Global AIDS Policy Watch deeply regrets the decision of the US Global AIDS Program to suspend direct funding through the 2016 Key Population Investment Fund (KIPF). The measure impacts the work of organizations that target the most vulnerable populations in the HIV/AIDS epidemic in low-income countries, who have been waiting for their grants for two years.
The decision announced by Deborah Birx, Ambassador-at-Large and US Global AIDS coordinator, represents a significant setback and defeat for the global AIDS movement, a harsh critic of the current epidemic funding response.
The new measure that establishes grants via the traditional PEPFAR channels run by government agencies subverts the whole reason of the KPIF and also fails to guarantee that the full planned amount ($ 100 million) will reach grassroots organizations working with key populations, the fund’s intended beneficiaries.
Reports from UNAIDS show there were 1.8 million new HIV infections in 2017, only 100,000 less than in 2010, of which 47% comprises affected key populations, including men who have sex with men, sex workers, people who use injectable drugs and LGBTQs.
In the face of a challenging context of HIV epidemic growth and the high percentage of new infections represented by key populations, coupled with the conservative politics under Trump, especially in regards to sexual politics, it is troubling to wonder to what purpose the fund will meet and how it will be invested in these populations.
It should be recalled that, in June 2018, a new manual was adopted by USAID, one of the main agencies that manages PEPFAR’s grants, mandating that henceforth technical and programmatic decisions in terms of funding would be assigned to the highest political leadership levels. This change, mainly focused on UN funding, is also rooted in religious objectives aimed at securing more assistance to Christian beneficiaries in humanitarian missions.

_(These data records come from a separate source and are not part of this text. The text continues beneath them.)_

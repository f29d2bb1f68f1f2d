//! Persistence of the signed-in session between runs

use common::identity::AuthSession;
use mockall::automock;
use std::path::{Path, PathBuf};
use std::sync::Mutex;
use tracing::info;

use crate::error::{AuthError, AuthResult};

/// Where the current session is kept
#[automock]
pub trait SessionStore: Send + Sync {
    fn load(&self) -> AuthResult<Option<AuthSession>>;
    fn save(&self, session: &AuthSession) -> AuthResult<()>;
    fn clear(&self) -> AuthResult<()>;
}

/// Session stored as JSON in a file
#[derive(Debug, Clone)]
pub struct FileSessionStore {
    path: PathBuf,
}

impl FileSessionStore {
    pub fn new(path: impl Into<PathBuf>) -> Self {
        Self { path: path.into() }
    }

    pub fn path(&self) -> &Path {
        &self.path
    }
}

impl SessionStore for FileSessionStore {
    fn load(&self) -> AuthResult<Option<AuthSession>> {
        if !self.path.exists() {
            return Ok(None);
        }
        let contents = std::fs::read_to_string(&self.path)?;
        Ok(Some(serde_json::from_str(&contents)?))
    }

    fn save(&self, session: &AuthSession) -> AuthResult<()> {
        if let Some(parent) = self.path.parent() {
            if !parent.as_os_str().is_empty() {
                std::fs::create_dir_all(parent)?;
            }
        }

        std::fs::write(&self.path, serde_json::to_string_pretty(session)?)?;

        #[cfg(unix)]
        {
            use std::os::unix::fs::PermissionsExt;
            std::fs::set_permissions(&self.path, std::fs::Permissions::from_mode(0o600))?;
        }

        info!("Session saved to {}", self.path.display());
        Ok(())
    }

    fn clear(&self) -> AuthResult<()> {
        match std::fs::remove_file(&self.path) {
            Ok(()) => Ok(()),
            Err(e) if e.kind() == std::io::ErrorKind::NotFound => Ok(()),
            Err(e) => Err(e.into()),
        }
    }
}

/// Session kept in memory only
#[derive(Debug, Default)]
pub struct MemorySessionStore {
    slot: Mutex<Option<AuthSession>>,
}

impl MemorySessionStore {
    pub fn new() -> Self {
        Self::default()
    }
}

impl SessionStore for MemorySessionStore {
    fn load(&self) -> AuthResult<Option<AuthSession>> {
        let slot = self.slot.lock().map_err(poisoned)?;
        Ok(slot.clone())
    }

    fn save(&self, session: &AuthSession) -> AuthResult<()> {
        let mut slot = self.slot.lock().map_err(poisoned)?;
        *slot = Some(session.clone());
        Ok(())
    }

    fn clear(&self) -> AuthResult<()> {
        let mut slot = self.slot.lock().map_err(poisoned)?;
        *slot = None;
        Ok(())
    }
}

fn poisoned<T>(_: std::sync::PoisonError<T>) -> AuthError {
    AuthError::SessionStorage("session lock poisoned".to_string())
}

#[cfg(test)]
mod tests {
    use super::*;
    use chrono::{TimeZone, Utc};
    use common::identity::AuthUser;
    use uuid::Uuid;

    fn session() -> AuthSession {
        AuthSession {
            access_token: "access".to_string(),
            refresh_token: "refresh".to_string(),
            expires_at: Utc.with_ymd_and_hms(2024, 3, 10, 12, 0, 0).unwrap(),
            user: AuthUser {
                id: Uuid::new_v4(),
                email: "ada@example.com".to_string(),
            },
        }
    }

    #[test]
    fn test_file_store_round_trip() {
        let dir = tempfile::tempdir().unwrap();
        let store = FileSessionStore::new(dir.path().join("nested/session.json"));

        assert!(store.load().unwrap().is_none());

        let session = session();
        store.save(&session).unwrap();
        assert_eq!(store.load().unwrap(), Some(session));

        store.clear().unwrap();
        assert!(store.load().unwrap().is_none());
        store.clear().unwrap();
    }

    #[test]
    fn test_file_store_rejects_corrupt_file() {
        let dir = tempfile::tempdir().unwrap();
        let path = dir.path().join("session.json");
        std::fs::write(&path, "not json").unwrap();

        let err = FileSessionStore::new(&path).load().unwrap_err();
        assert!(matches!(err, AuthError::SessionStorage(_)));
    }

    #[test]
    fn test_memory_store() {
        let store = MemorySessionStore::new();
        store.save(&session()).unwrap();
        assert!(store.load().unwrap().is_some());
        store.clear().unwrap();
        assert!(store.load().unwrap().is_none());
    }
}
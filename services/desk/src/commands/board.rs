use anyhow::Result;
use chrono::{Local, Utc};
use dashboard::{DashboardWatcher, DayWindow};
use std::sync::Arc;
use tokio_cron_scheduler::{Job, JobScheduler};
use tracing::{error, info};
use visits::DisplayBoard;

use crate::cli::{DashboardArgs, DisplayArgs};
use crate::context::AppContext;
use crate::output::{display_table, stats_table, visits_table};
use crate::router::Route;

async fn print_board(board: &DisplayBoard) -> Result<()> {
    let entries = board.entries(Utc::now()).await?;
    println!("{}", display_table(&entries));
    Ok(())
}

pub async fn display(ctx: &AppContext, args: DisplayArgs) -> Result<()> {
    ctx.open(Route::Display).await?;
    let board = ctx.display_board();
    print_board(&board).await?;

    if !args.watch {
        return Ok(());
    }

    let schedule = ctx.config.display.refresh_schedule.as_str();
    let mut scheduler = JobScheduler::new().await?;
    let job = Job::new_async(schedule, move |_, _| {
        let board = board.clone();
        Box::pin(async move {
            if let Err(e) = print_board(&board).await {
                error!("Failed to refresh display board: {}", e);
            }
        })
    })?;
    scheduler.add(job).await?;
    scheduler.start().await?;
    info!("Display board refreshing with schedule: {}", schedule);

    tokio::signal::ctrl_c().await?;
    scheduler.shutdown().await?;
    Ok(())
}

pub async fn dashboard(ctx: &AppContext, args: DashboardArgs) -> Result<()> {
    let user = ctx.open_private(Route::Dashboard).await?;
    let stats = ctx.stats();

    if let Some(status) = args.status {
        let window = DayWindow::today(&Local);
        let visits = stats.visits_for_status(&user, status, &window).await?;
        let rows: Vec<_> = visits.iter().collect();
        println!("{}", visits_table(&rows));
        return Ok(());
    }

    if !args.watch {
        let snapshot = stats.fetch(&user, &DayWindow::today(&Local)).await?;
        println!("{}", stats_table(&snapshot));
        return Ok(());
    }

    let watcher = DashboardWatcher::new(
        Arc::new(stats),
        ctx.feed.clone(),
        user,
        Local,
        &ctx.config.dashboard.poll_schedule,
    );
    let mut snapshots = watcher.subscribe();
    watcher.start().await?;

    loop {
        if let Some(snapshot) = snapshots.borrow_and_update().as_ref() {
            println!("{}", stats_table(&snapshot.stats));
        }
        tokio::select! {
            _ = tokio::signal::ctrl_c() => break,
            changed = snapshots.changed() => if changed.is_err() { break },
        }
    }

    watcher.stop().await?;
    Ok(())
}
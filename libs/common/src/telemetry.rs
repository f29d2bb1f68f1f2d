//! Tracing setup shared by binaries

use tracing_subscriber::EnvFilter;

/// Install a stderr fmt subscriber filtered by `RUST_LOG` (default `info`)
///
/// Safe to call more than once; later calls are ignored.
pub fn init_tracing() {
    let filter = EnvFilter::try_from_default_env().unwrap_or_else(|_| EnvFilter::new("info"));

    let _ = tracing_subscriber::fmt()
        .with_env_filter(filter)
        .with_writer(std::io::stderr)
        .with_target(false)
        .try_init();
}
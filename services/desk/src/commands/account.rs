use anyhow::Result;
use auth::accounts::search_users;
use auth::validation::{NewUserForm, SignupForm};
use tracing::warn;

use crate::cli::{LoginArgs, SignupArgs, UsersCommand, UsersSubcommand};
use crate::context::AppContext;
use crate::output::{departments_table, users_table};
use crate::router::{Route, after_logout};

pub async fn login(ctx: &AppContext, args: LoginArgs) -> Result<()> {
    ctx.open(Route::Login).await?;
    let user = ctx.auth.login(&args.email, &args.password).await?;
    println!("Signed in as {} ({})", user.name, user.role);
    Ok(())
}

pub async fn signup(ctx: &AppContext, args: SignupArgs) -> Result<()> {
    ctx.open(Route::Signup).await?;
    let form = SignupForm {
        email: args.email,
        password: args.password,
        confirm_password: args.confirm_password,
        name: args.name,
        department_id: args.department,
    };

    let host = ctx.auth.signup(&form).await?;
    println!("Account created for {}. Sign in with `vms login`.", host.email);
    Ok(())
}

pub async fn logout(ctx: &AppContext) -> Result<()> {
    if let Err(e) = ctx.auth.initialize().await {
        warn!("No session to restore: {}", e);
    }

    let result = ctx.auth.logout().await;
    println!("Signed out. Next: {}", after_logout());
    Ok(result?)
}

pub async fn whoami(ctx: &AppContext) -> Result<()> {
    match ctx.open(Route::Login).await? {
        Some(user) => println!("{} <{}> ({})", user.name, user.email, user.role),
        None => println!("Not signed in"),
    }
    Ok(())
}

pub async fn departments(ctx: &AppContext) -> Result<()> {
    ctx.open(Route::Signup).await?;
    let departments = ctx.user_management().list_departments().await?;
    println!("{}", departments_table(&departments));
    Ok(())
}

pub async fn users(ctx: &AppContext, command: UsersCommand) -> Result<()> {
    let actor = ctx.open_private(Route::Users).await?;
    let management = ctx.user_management();

    match command.command {
        UsersSubcommand::List { search } => {
            let users = management.list_users().await?;
            let matching = search_users(&users, search.as_deref().unwrap_or_default());
            println!("{}", users_table(&matching));
        }
        UsersSubcommand::Add(args) => {
            let form = NewUserForm {
                name: args.name,
                email: args.email,
                password: args.password,
                password_confirm: args.confirm_password,
                role: args.role,
                department_id: args.department,
            };
            let user = management.create_user(&actor, &form).await?;
            println!("User {} added as {}", user.email, user.role);
        }
    }
    Ok(())
}
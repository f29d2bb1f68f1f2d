//! Integration tests against a live platform project
//!
//! These tests need `VMS_PLATFORM__URL` and `VMS_PLATFORM__ANON_KEY` pointing
//! at a project with the visitor desk schema, so they are ignored by default:
//! `cargo test -p common -- --ignored`.

use common::{AppConfig, PlatformClient, Query};

#[tokio::test]
#[ignore]
async fn test_platform_integration() -> Result<(), Box<dyn std::error::Error>> {
    let config = AppConfig::from_env()?;
    let client = PlatformClient::new(&config.platform)?;

    assert!(client.health_check().await?, "Platform health check failed");

    let departments: Vec<serde_json::Value> = client
        .fetch_all(&Query::table("departments").select("id,name").limit(5))
        .await?;
    assert!(departments.len() <= 5, "Limit was not applied");

    let total = client.count(&Query::table("visits")).await?;
    let cancelled = client
        .count(&Query::table("visits").eq("status", "cancelled"))
        .await?;
    assert!(cancelled <= total, "Filtered count exceeds total");

    let missing = client
        .fetch_one::<serde_json::Value>(&Query::table("visits").eq("id", uuid::Uuid::nil()))
        .await;
    assert!(
        missing.is_err_and(|e| e.is_not_found()),
        "Missing visit was not reported as not found"
    );

    client
        .delete(&Query::table("visits").eq("id", uuid::Uuid::nil()))
        .await?;

    Ok(())
}
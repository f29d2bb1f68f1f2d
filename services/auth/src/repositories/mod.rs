//! Repositories for the `hosts` and `departments` tables

pub mod departments;
pub mod hosts;

pub use departments::{DepartmentsRepository, MockDepartmentsRepository, PlatformDepartmentsRepository};
pub use hosts::{HostsRepository, MockHostsRepository, PlatformHostsRepository};
//! Visit approval workflow
//!
//! Every action checks the lifecycle locally first, so an illegal action on a
//! loaded visit is rejected without a request. The write itself only matches
//! a row still in the status the caller saw.

use auth::{Host, Role};
use chrono::Utc;
use std::sync::Arc;
use tracing::{info, warn};
use uuid::Uuid;

use crate::error::{VisitsError, VisitsResult};
use crate::models::{VisitAction, VisitDetails, VisitFilter, VisitStatus, VisitUpdate};
use crate::notify::{Mailer, VisitEmail, display_time};
use crate::qr::VisitPass;
use crate::repositories::VisitsRepository;

/// Result of an approval action
#[derive(Debug, Clone, PartialEq)]
pub struct ActionOutcome {
    /// The visit as stored after the action
    pub visit: VisitDetails,
    /// Pass regenerated on approval
    pub qr_code: Option<String>,
    pub email_sent: bool,
}

pub struct ApprovalService {
    visits: Arc<dyn VisitsRepository>,
    mailer: Arc<dyn Mailer>,
}

impl ApprovalService {
    pub fn new(visits: Arc<dyn VisitsRepository>, mailer: Arc<dyn Mailer>) -> Self {
        Self { visits, mailer }
    }

    /// Pending visits the viewer may act on, newest first
    ///
    /// Hosts only see their own visits.
    pub async fn pending_visits(&self, viewer: &Host) -> VisitsResult<Vec<VisitDetails>> {
        let filter = VisitFilter::status(VisitStatus::Pending).for_host(scope(viewer));
        Ok(self.visits.list(&filter).await?)
    }

    pub async fn approve(&self, actor: &Host, visit_id: Uuid) -> VisitsResult<ActionOutcome> {
        self.apply(actor, visit_id, VisitAction::Approve).await
    }

    pub async fn deny(&self, actor: &Host, visit_id: Uuid) -> VisitsResult<ActionOutcome> {
        self.apply(actor, visit_id, VisitAction::Deny).await
    }

    pub async fn complete(&self, actor: &Host, visit_id: Uuid) -> VisitsResult<ActionOutcome> {
        self.apply(actor, visit_id, VisitAction::Complete).await
    }

    pub async fn cancel(&self, actor: &Host, visit_id: Uuid) -> VisitsResult<ActionOutcome> {
        self.apply(actor, visit_id, VisitAction::Cancel).await
    }

    pub async fn check_in(&self, actor: &Host, visit_id: Uuid) -> VisitsResult<ActionOutcome> {
        self.apply(actor, visit_id, VisitAction::CheckIn).await
    }

    /// Load a visit and apply `action` to it
    pub async fn apply(
        &self,
        actor: &Host,
        visit_id: Uuid,
        action: VisitAction,
    ) -> VisitsResult<ActionOutcome> {
        let visit = self
            .visits
            .find(visit_id)
            .await?
            .ok_or(VisitsError::NotFound(visit_id))?;
        self.apply_to(actor, &visit, action).await
    }

    /// Apply `action` to an already loaded visit
    pub async fn apply_to(
        &self,
        actor: &Host,
        visit: &VisitDetails,
        action: VisitAction,
    ) -> VisitsResult<ActionOutcome> {
        authorize(actor, visit)?;

        let from = visit.visit.status;
        let to = action
            .transition(from)
            .ok_or(VisitsError::InvalidTransition { from, action })?;
        if action == VisitAction::CheckIn && visit.visit.check_in_time.is_some() {
            return Err(VisitsError::Validation(
                "Visitor is already checked in".to_string(),
            ));
        }

        let changes = VisitUpdate::for_action(action, to, Utc::now());
        let updated = self
            .visits
            .update_status(visit.visit.id, from, &changes)
            .await?
            .ok_or(VisitsError::StatusChanged(visit.visit.id))?;
        info!(
            "Visit {} moved from {} to {} by {}",
            updated.visit.id, from, to, actor.email
        );

        if action != VisitAction::Approve {
            return Ok(ActionOutcome {
                visit: updated,
                qr_code: None,
                email_sent: false,
            });
        }

        let qr_code = approval_pass(&updated).to_data_url()?;
        let email_sent = self.send_pass(&updated, &qr_code).await;

        Ok(ActionOutcome {
            visit: updated,
            qr_code: Some(qr_code),
            email_sent,
        })
    }

    async fn send_pass(&self, visit: &VisitDetails, qr_code: &str) -> bool {
        let Some(visitor) = &visit.visitor else {
            warn!("Visit {} has no visitor to notify", visit.visit.id);
            return false;
        };

        let email = VisitEmail {
            to_name: visitor.name.clone(),
            to_email: visitor.email.clone(),
            qr_code: qr_code.to_string(),
            visit_id: visit.visit.id.to_string(),
            visit_purpose: visit.visit.purpose.clone(),
            host_name: visit.host_name().to_string(),
            valid_until: display_time(&visit.visit.valid_until),
        };

        match self.mailer.send_visit_pass(&email).await {
            Ok(()) => true,
            Err(e) => {
                warn!("Approval email for {} was not sent: {}", visit.visit.id, e);
                false
            }
        }
    }
}

/// Host filter for a viewer; staff see everything
pub fn scope(viewer: &Host) -> Option<Uuid> {
    (!viewer.role.is_staff()).then_some(viewer.id)
}

/// Staff may act on any visit, hosts only on their own
pub fn authorize(actor: &Host, visit: &VisitDetails) -> VisitsResult<()> {
    if !actor.role.is_supported() {
        return Err(VisitsError::Forbidden(
            "This role is no longer supported".to_string(),
        ));
    }
    if actor.role.is_staff() || (actor.role == Role::Host && visit.visit.host_id == Some(actor.id))
    {
        return Ok(());
    }
    Err(VisitsError::Forbidden(
        "You can only manage your own visitors".to_string(),
    ))
}

/// Visits whose visitor name, visitor email or purpose contains `term`
pub fn filter_visits<'a>(visits: &'a [VisitDetails], term: &str) -> Vec<&'a VisitDetails> {
    let term = term.trim().to_lowercase();
    visits
        .iter()
        .filter(|visit| {
            term.is_empty()
                || visit.visitor_name().to_lowercase().contains(&term)
                || visit.visitor_email().to_lowercase().contains(&term)
                || visit.visit.purpose.to_lowercase().contains(&term)
        })
        .collect()
}

fn approval_pass(visit: &VisitDetails) -> VisitPass {
    VisitPass {
        name: Some(visit.visitor_name().to_string()),
        email: Some(visit.visitor_email().to_string()),
        purpose: Some(visit.visit.purpose.clone()),
        valid_until: Some(visit.visit.valid_until.to_rfc3339()),
        ..VisitPass::new(visit.visit.id)
    }
}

Beyond USAID, the expansion of evangelical influence in the Trump administration, especially in health policy-making, was object of an article in the Washington Post. The piece establishes connections between another government agency used by PEPFAR, the Centers for Disease Control and Prevention – run by evangelical Robert Redfield – Birx, who is also evangelical, and other positions occupied by evangelicals in the White House, responsible for overseeing and enacting health policies at the federal level.
The strategy that claims to support so-called “religious freedom,” as Trump and his cabinet argue, in fact curtails sexual and reproductive rights in order to propose conservative religious policies. This is an aspect that should not be overlooked when we reflect on the various circumstances surrounding the KPIF decision and global HIV/AIDS policy, which reduces the attention given to key populations in responding to the epidemic.